Of course all this growth has not been without casualties. The Washington Post had a book operation for a while in the mid-1970s, which published five books, and even tried to buy Public Affairs Press (Snapper wouldn't sell). According to William Dickinson, editorial director and general manager of The Washington Post Writers Group, the newspaper's syndication arm, "We decided ategorienot to go any further when we realized how expensive it would be to set up a full-fledged publishing enterprise." And the book division of Washingtonian Magazine is no more, nor, for all practical purposes, is that of U.S. News and World Report, which was similar to that of Time-Life Books, another direct-mail operation currently in the economic doldrums. (On a recent Monday morning, all 300 Time-Life editorial workers found white envelopes on their desks; more than 50 of them contained pink slips.) Nevertheless, the flagship of the books-by-mail fleet, the book division of the National Geographic, sails confidently onward. According to its chief, Robert Breeden, 1982 sales were in excess of 4 million copies.
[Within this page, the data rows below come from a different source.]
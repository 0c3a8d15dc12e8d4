pub mod common;
pub mod earning;
pub mod event;
pub mod pagination;
pub mod referral;
pub mod user;
pub mod withdrawal;

pub use common::*;
pub use earning::*;
pub use event::*;
pub use pagination::*;
pub use referral::*;
pub use user::*;
pub use withdrawal::*;
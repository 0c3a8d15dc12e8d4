pub mod auth_service;
pub mod content_reward_service;
pub mod earning_service;
pub mod referral_reward_service;
pub mod user_service;
pub mod withdrawal_service;

pub use auth_service::*;
pub use content_reward_service::*;
pub use earning_service::*;
pub use referral_reward_service::*;
pub use user_service::*;
pub use withdrawal_service::*;
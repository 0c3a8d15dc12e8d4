use crate::entities::{ReferralStatus, referral_entity as referrals};
use chrono::{DateTime, Utc};
use serde::{Deserialize, Serialize};
use utoipa::ToSchema;

#[derive(Debug, Serialize, Deserialize, ToSchema)]
pub struct ReferralCodeResponse {
    #[schema(example = "SF7K2QWP")]
    pub referral_code: String,
}

#[derive(Debug, Serialize, Deserialize, ToSchema)]
pub struct ReferralResponse {
    pub id: i64,
    pub referrer_id: i64,
    pub referee_id: Option<i64>,
    pub status: ReferralStatus,
    pub signed_up_at: Option<DateTime<Utc>>,
    pub converted_at: Option<DateTime<Utc>>,
    pub completed_at: Option<DateTime<Utc>>,
    pub created_at: DateTime<Utc>,
}

impl From<referrals::Model> for ReferralResponse {
    fn from(r: referrals::Model) -> Self {
        Self {
            id: r.id,
            referrer_id: r.referrer_id,
            referee_id: r.referee_id,
            status: r.status,
            signed_up_at: r.signed_up_at,
            converted_at: r.converted_at,
            completed_at: r.completed_at,
            created_at: r.created_at.unwrap_or_else(Utc::now),
        }
    }
}

/// 推荐漏斗统计：各阶段数量与奖励累计
#[derive(Debug, Serialize, Deserialize, ToSchema)]
pub struct ReferralStatsResponse {
    pub referral_code: Option<String>,
    pub total_referrals: i64,
    pub signed_up: i64,
    pub converted: i64,
    pub completed_3_months: i64,
    pub rewarded: i64,
    /// 已入账的推荐奖励（approved + paid，centavos）
    pub total_reward_earned: i64,
    /// 等待审批的推荐奖励（centavos）
    pub pending_reward_amount: i64,
}
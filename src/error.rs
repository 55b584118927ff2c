use thiserror::Error;

#[derive(Error, Debug, Clone, PartialEq, Eq)]
pub enum CatalogueError {
    #[error("duplicate project id {0}")]
    DuplicateId(u32),

    #[error("project {id} has no {field}")]
    MissingField { id: u32, field: &'static str },

    #[error("project {id} has invalid {field} {url:?}: {reason}")]
    InvalidUrl {
        id: u32,
        field: &'static str,
        url: String,
        reason: String,
    },
}

#[cfg(feature = "ssr")]
#[derive(Error, Debug)]
pub enum AppError {
    #[error("configuration error: {0}")]
    Config(#[from] figment::Error),

    #[error("leptos configuration error: {0}")]
    Leptos(#[from] leptos::config::errors::LeptosConfigError),

    #[error("invalid listen address: {0}")]
    Listen(#[from] std::net::AddrParseError),

    #[error("telemetry error: {0}")]
    Telemetry(String),

    #[error("io error: {0}")]
    Io(#[from] std::io::Error),
}
#[cfg(feature = "ssr")]
#[tokio::main]
async fn main() -> anyhow::Result<()> {
    use axum::Router;
    use axum_tracing_opentelemetry::middleware::{OtelAxumLayer, OtelInResponseLayer};
    use leptos::prelude::*;
    use leptos_axum::{generate_route_list, LeptosRoutes};
    use opentelemetry_configuration::OtelSdkBuilder;
    use portfolio::app::*;
    use portfolio::catalogue::{validate, PROJECTS};
    use portfolio::config::Config;
    use portfolio::error::AppError;
    use tower::ServiceBuilder;
    use tower_http::compression::CompressionLayer;

    let config = Config::load().map_err(AppError::from)?;

    let _guard = OtelSdkBuilder::new()
        .service_name(env!("CARGO_PKG_NAME"))
        .service_version(env!("CARGO_PKG_VERSION"))
        .resource_attribute("vcs.repository.name", env!("CARGO_PKG_NAME"))
        .resource_attribute("vcs.ref.head.revision", env!("VCS_REF_HEAD_REVISION"))
        .resource_attribute("vcs.ref.head.name", env!("VCS_REF_HEAD_NAME"))
        .resource_attribute("vcs.ref.head.type", "branch")
        .resource_attribute("deployment.environment.name", config.otel.environment.clone())
        .endpoint(config.otel.endpoint.as_str())
        .with_standard_env()
        .build()
        .map_err(|e| AppError::Telemetry(format!("{e:?}")))?;

    let problems = validate(PROJECTS);
    for problem in &problems {
        tracing::warn!(%problem, "project catalogue problem");
    }
    tracing::info!(
        projects = PROJECTS.len(),
        problems = problems.len(),
        "loaded project catalogue"
    );

    let conf = get_configuration(None).map_err(AppError::from)?;
    let mut leptos_options = conf.leptos_options;
    leptos_options.site_addr = config
        .listen
        .parse::<std::net::SocketAddr>()
        .map_err(AppError::from)?;
    let addr = leptos_options.site_addr;
    let routes = generate_route_list(App);

    let app = Router::new()
        .leptos_routes(&leptos_options, routes, {
            let leptos_options = leptos_options.clone();
            move || shell(leptos_options.clone())
        })
        .fallback(leptos_axum::file_and_error_handler(shell))
        .layer(
            ServiceBuilder::new()
                .layer(OtelAxumLayer::default())
                .layer(OtelInResponseLayer)
                .layer(CompressionLayer::new()),
        )
        .with_state(leptos_options);

    if let Some(socket_path) = &config.socket {
        tracing::info!("listening on unix socket {}", socket_path);
        let listener = tokio::net::UnixListener::bind(socket_path).map_err(AppError::from)?;
        axum::serve(listener, app.into_make_service())
            .with_graceful_shutdown(shutdown_signal())
            .await
            .map_err(AppError::from)?;
    } else {
        tracing::info!("listening on http://{}", &addr);
        let listener = tokio::net::TcpListener::bind(&addr)
            .await
            .map_err(AppError::from)?;
        axum::serve(listener, app.into_make_service())
            .with_graceful_shutdown(shutdown_signal())
            .await
            .map_err(AppError::from)?;
    }

    tracing::info!("server stopped");
    Ok(())
}

#[cfg(feature = "ssr")]
async fn shutdown_signal() {
    if let Err(e) = tokio::signal::ctrl_c().await {
        tracing::error!(error = %e, "failed to listen for shutdown signal");
    }
}

#[cfg(not(feature = "ssr"))]
pub fn main() {
    // no client-side main function
    // see lib.rs for hydration function instead
}
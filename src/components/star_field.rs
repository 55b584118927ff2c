use std::sync::Arc;

use leptos::prelude::*;

use crate::stars::{Star, StarCache, DEFAULT_STAR_COUNT};

/// Stars for `count`, regenerated only when the count actually changes.
///
/// The memo alone would reshuffle whenever the signal notifies, even with an
/// unchanged value, so it reads through a `StarCache`.
pub fn star_memo(count: Signal<usize>) -> Memo<Arc<[Star]>> {
    let cache = StoredValue::new(StarCache::default());
    Memo::new(move |_| {
        let count = count.get();
        cache
            .try_update_value(|cache| cache.stars(count, &mut rand::rng()))
            .unwrap_or_default()
    })
}

#[component]
pub fn StarField(
    /// Number of stars to scatter over the container
    #[prop(into, default = DEFAULT_STAR_COUNT.into())]
    count: Signal<usize>,
) -> impl IntoView {
    let stars = star_memo(count);

    view! {
        <div class="star-field" aria-hidden="true">
            {move || {
                stars
                    .get()
                    .iter()
                    .map(|star| view! { <div class="star" style=star.style()></div> })
                    .collect::<Vec<_>>()
            }}
        </div>
    }
}
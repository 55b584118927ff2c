//! Keyframe rules attached to the showcase section.

use std::fmt::Write;

#[derive(Debug, Clone, Copy, PartialEq)]
pub struct KeyframeStop {
    /// Percent offsets sharing this stop, e.g. `&[0, 100]`
    pub offsets: &'static [u8],
    pub opacity: f64,
    pub scale: f64,
}

#[derive(Debug, Clone, Copy, PartialEq)]
pub struct Keyframes {
    pub name: &'static str,
    pub stops: &'static [KeyframeStop],
}

/// A class applying a keyframe animation on its own.
#[derive(Debug, Clone, Copy, PartialEq)]
pub struct AnimationClass {
    pub class: &'static str,
    pub keyframes: &'static Keyframes,
    pub duration_secs: f64,
}

/// Per-star shimmer. Stars pick their own duration and delay.
pub const TWINKLE: Keyframes = Keyframes {
    name: "starTwinkle",
    stops: &[
        KeyframeStop {
            offsets: &[0],
            opacity: 0.7,
            scale: 1.0,
        },
        KeyframeStop {
            offsets: &[50],
            opacity: 1.0,
            scale: 1.2,
        },
        KeyframeStop {
            offsets: &[100],
            opacity: 0.7,
            scale: 1.0,
        },
    ],
};

pub const PULSE_SLOW: Keyframes = Keyframes {
    name: "pulseSlow",
    stops: &[
        KeyframeStop {
            offsets: &[0, 100],
            opacity: 0.7,
            scale: 1.0,
        },
        KeyframeStop {
            offsets: &[50],
            opacity: 1.0,
            scale: 1.08,
        },
    ],
};

pub const PULSE_SLOW_CLASS: AnimationClass = AnimationClass {
    class: "animate-pulse-slow",
    keyframes: &PULSE_SLOW,
    duration_secs: 2.5,
};

impl Keyframes {
    #[must_use]
    pub fn to_css(&self) -> String {
        let mut css = format!("@keyframes {} {{\n", self.name);
        for stop in self.stops {
            let offsets = stop
                .offsets
                .iter()
                .map(|o| format!("{o}%"))
                .collect::<Vec<_>>()
                .join(", ");
            let _ = writeln!(
                css,
                "  {offsets} {{ opacity: {}; transform: scale({}); }}",
                stop.opacity, stop.scale
            );
        }
        css.push_str("}\n");
        css
    }
}

impl AnimationClass {
    #[must_use]
    pub fn to_css(&self) -> String {
        format!(
            ".{} {{\n  animation: {} {}s infinite;\n}}\n",
            self.class, self.keyframes.name, self.duration_secs
        )
    }
}

/// Every rule the showcase needs, ready for a `<style>` element.
#[must_use]
pub fn showcase_css() -> String {
    [
        TWINKLE.to_css(),
        PULSE_SLOW_CLASS.to_css(),
        PULSE_SLOW.to_css(),
    ]
    .concat()
}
Also, New Republic Books, under the editorship of Marc Granetz, has a new arrangement as a "licensed imprint" --as opposed to a wholly owned subsidiary--of Holt, Rinehart and Winston, and does eight to 10 books a year on Washington topics.
Clearly, Washington is on the literary map. One major New York publisher (Harcourt Brace Jovanovich) opened an office here last September and assigned one of its four senior editors (Marie Arana-Ward) to run it. The giveaway City Paper runs Barbara Raskin's excellent "Book Flaps" column every week. And Ronald Goldfarb, a lawyer and author, reports that his firm's practice, which used to be mainly trial work with some legal representation of writers, now reflects almost the opposite situation. Finally, the number one nonfiction best seller nationally and locally, Megatrends, is by Washingtonian John Naisbitt and was sold by Washington literary agent Raphael Sagalyn.
I keep remembering something Judith Viorst said: "I wanted to be a writer more than anything on earth. I tried everything: I moved to Greenwich Village, and took rotten low-pay jobs in publishing. But it wasn't until I got married and had kids and moved to Washington that I had anything published. Maybe it's something in the air."